As Cizin, he was a dancing human skeleton smoking a cigarette, wearing a gruesome collar of human eyes dangling from their nerve cords. He was called "The Stinking One" as the root of his name means flatulence or stench. he had a foul smell. He is most closely identified with the Christian devil, keeping the souls of evil people in the underworld under torture. While Chap, the rain god, planted trees, Cizin was shown uprooting them. He is seen with the god of war in scenes of human sacrifice.

As Yum Cimil, he also wears a collar of dangling eyes or empty eye sockets and has a body covered in black spots representing decomposition.

Ah Puch's Domains

  • Death
  • Underworld
  • Disaster
  • Darkness
  • Childbirth
  • Beginnings

Equivalents in Other Cultures

Mictlantecuhtli, Aztec god of death

Story and Origin of Ah Puch

Ah Puch ruled Mitnal, the lowest level of the Mayan underworld. Because he ruled death, he was closely allied with the gods of war, disease, and sacrifice. Like the Aztecs, the Mayans associated death with dogs owls, so Ah Puch was generally accompanied by a dog or an owl. Ah Puch is also often described as working against the gods of fertility.
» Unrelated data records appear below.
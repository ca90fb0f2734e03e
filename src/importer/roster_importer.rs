// ==========================================
// 志愿者值班排班系统 - 名册导入器实现
// ==========================================
// 职责: 整合导入流程，从数据源文件到 RosterInput
// 流程: 解析 → 表头校验 → 逐行映射 → 历史计数汇总
// ==========================================

use crate::config::SourcePaths;
use crate::domain::history::HistoryTable;
use crate::domain::member::{AbsenceRecord, Member, PairRule, RoleRestriction, RosterInput};
use crate::importer::error::{ImportError, ImportResult};
use crate::importer::field_mapper::{self, FieldMapper as FieldMapperImpl};
use crate::importer::file_parser::UniversalFileParser;
use crate::importer::roster_importer_trait::{FieldMapper, RawSheet, RosterSource};
use std::collections::HashSet;
use std::path::Path;
use tracing::{debug, info, instrument, warn};

// ==========================================
// RosterImporter - 名册导入器
// ==========================================
pub struct RosterImporter {
    file_parser: UniversalFileParser,
    field_mapper: Box<dyn FieldMapper>,
}

impl RosterImporter {
    pub fn new() -> Self {
        Self::with_mapper(Box::new(FieldMapperImpl::new()))
    }

    /// 使用自定义字段映射器
    pub fn with_mapper(field_mapper: Box<dyn FieldMapper>) -> Self {
        Self {
            file_parser: UniversalFileParser,
            field_mapper,
        }
    }

    /// 解析文件并校验必需列
    fn parse_sheet(&self, path: &Path, required: &[&[&str]]) -> ImportResult<RawSheet> {
        let sheet = self.file_parser.parse(path)?;
        for aliases in required {
            if !sheet.has_any_column(aliases) {
                return Err(ImportError::MissingColumn {
                    file: path.display().to_string(),
                    expected: aliases.join(" / "),
                });
            }
        }
        Ok(sheet)
    }

    // ==========================================
    // 分表加载
    // ==========================================

    /// 加载成员名册
    ///
    /// 姓名为主键，重复姓名在导入阶段即失败
    pub fn load_members(&self, path: &Path) -> ImportResult<Vec<Member>> {
        let sheet = self.parse_sheet(path, &[field_mapper::MEMBER_NAME])?;
        let mut members = Vec::with_capacity(sheet.records.len());
        let mut seen: HashSet<String> = HashSet::new();
        for record in &sheet.records {
            let member = self.field_mapper.map_member(record)?;
            if !seen.insert(member.name.clone()) {
                return Err(ImportError::DuplicateMember {
                    row: record.row_number,
                    name: member.name,
                });
            }
            members.push(member);
        }

        info!(file = %path.display(), count = members.len(), "成员名册加载完成");
        Ok(members)
    }

    /// 加载禁止搭档表（不完整的行跳过）
    pub fn load_pair_rules(&self, path: &Path) -> ImportResult<Vec<PairRule>> {
        let sheet = self.parse_sheet(path, &[field_mapper::PAIR_A, field_mapper::PAIR_B])?;
        let mut rules = Vec::with_capacity(sheet.records.len());
        for record in &sheet.records {
            match self.field_mapper.map_pair_rule(record) {
                Some(rule) => rules.push(rule),
                None => warn!(row = record.row_number, "禁止搭档行不完整，已跳过"),
            }
        }

        info!(file = %path.display(), count = rules.len(), "禁止搭档表加载完成");
        Ok(rules)
    }

    /// 加载禁止岗位表（不完整的行跳过）
    pub fn load_role_restrictions(&self, path: &Path) -> ImportResult<Vec<RoleRestriction>> {
        let sheet = self.parse_sheet(
            path,
            &[field_mapper::RULE_MEMBER, field_mapper::RESTRICTION_ROLE],
        )?;
        let mut restrictions = Vec::with_capacity(sheet.records.len());
        for record in &sheet.records {
            match self.field_mapper.map_role_restriction(record) {
                Some(restriction) => restrictions.push(restriction),
                None => warn!(row = record.row_number, "禁止岗位行不完整，已跳过"),
            }
        }

        info!(file = %path.display(), count = restrictions.len(), "禁止岗位表加载完成");
        Ok(restrictions)
    }

    /// 加载缺勤表
    ///
    /// 日期无法解析的行保留为 None，由引擎跳过
    pub fn load_absences(&self, path: &Path) -> ImportResult<Vec<AbsenceRecord>> {
        let sheet = self.parse_sheet(
            path,
            &[
                field_mapper::RULE_MEMBER,
                field_mapper::ABSENCE_START,
                field_mapper::ABSENCE_END,
            ],
        )?;
        let mut absences = Vec::with_capacity(sheet.records.len());
        for record in &sheet.records {
            match self.field_mapper.map_absence(record) {
                Some(absence) => absences.push(absence),
                None => warn!(row = record.row_number, "缺勤行没有成员姓名，已跳过"),
            }
        }

        info!(file = %path.display(), count = absences.len(), "缺勤表加载完成");
        Ok(absences)
    }

    /// 加载单个历史计数来源
    pub fn load_history(&self, path: &Path) -> ImportResult<HistoryTable> {
        let sheet = self.parse_sheet(
            path,
            &[field_mapper::HISTORY_NAME, field_mapper::HISTORY_COUNT],
        )?;
        let mut table = HistoryTable::new();
        for record in &sheet.records {
            match self.field_mapper.map_history_row(record)? {
                Some((name, count)) => table.add(&name, count),
                None => debug!(row = record.row_number, "历史计数为空，已跳过"),
            }
        }

        info!(file = %path.display(), count = table.len(), "历史计数加载完成");
        Ok(table)
    }
}

impl Default for RosterImporter {
    fn default() -> Self {
        Self::new()
    }
}

impl RosterSource for RosterImporter {
    #[instrument(skip_all, fields(members = %sources.members.display()))]
    fn load(&self, sources: &SourcePaths) -> ImportResult<RosterInput> {
        let members = self.load_members(&sources.members)?;

        let pair_rules = match &sources.pairs {
            Some(path) => self.load_pair_rules(path)?,
            None => Vec::new(),
        };
        let role_restrictions = match &sources.restrictions {
            Some(path) => self.load_role_restrictions(path)?,
            None => Vec::new(),
        };
        let absences = match &sources.absences {
            Some(path) => self.load_absences(path)?,
            None => Vec::new(),
        };

        // 多个历史来源同名累加
        let history = HistoryTable::merge_sources(
            sources
                .history
                .iter()
                .map(|path| self.load_history(path))
                .collect::<ImportResult<Vec<_>>>()?,
        );

        info!(
            members = members.len(),
            pair_rules = pair_rules.len(),
            role_restrictions = role_restrictions.len(),
            absences = absences.len(),
            history_entries = history.len(),
            "名册导入完成"
        );

        Ok(RosterInput {
            members,
            pair_rules,
            role_restrictions,
            absences,
            history,
        })
    }
}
Family Tree and Relationships of Ah Puch

Rival of Itzamna

Temples, Worship, and Rituals of Ah Puch

Mayans were much more fearful of death than other Mesoamerican cultures—Ah Puch was envisioned as a hunting figure that stalked the houses of people who were injured or sick. Mayans typically engaged in extreme, even loud mourning after the death of loved ones. It was believed that the loud wailing would scare Ah Puch away and prevent him from taking any more down to Mitnal with him.

Mythology and Legends of Ah Puch

The mythology of Ah Puch is not known. Ah Puch is mentioned as a ruler of the North in the Book of Chilam Balam of Chumayel. Ahal Puh is mentioned as one of the attendants of Xibalba in the Popol Vuh.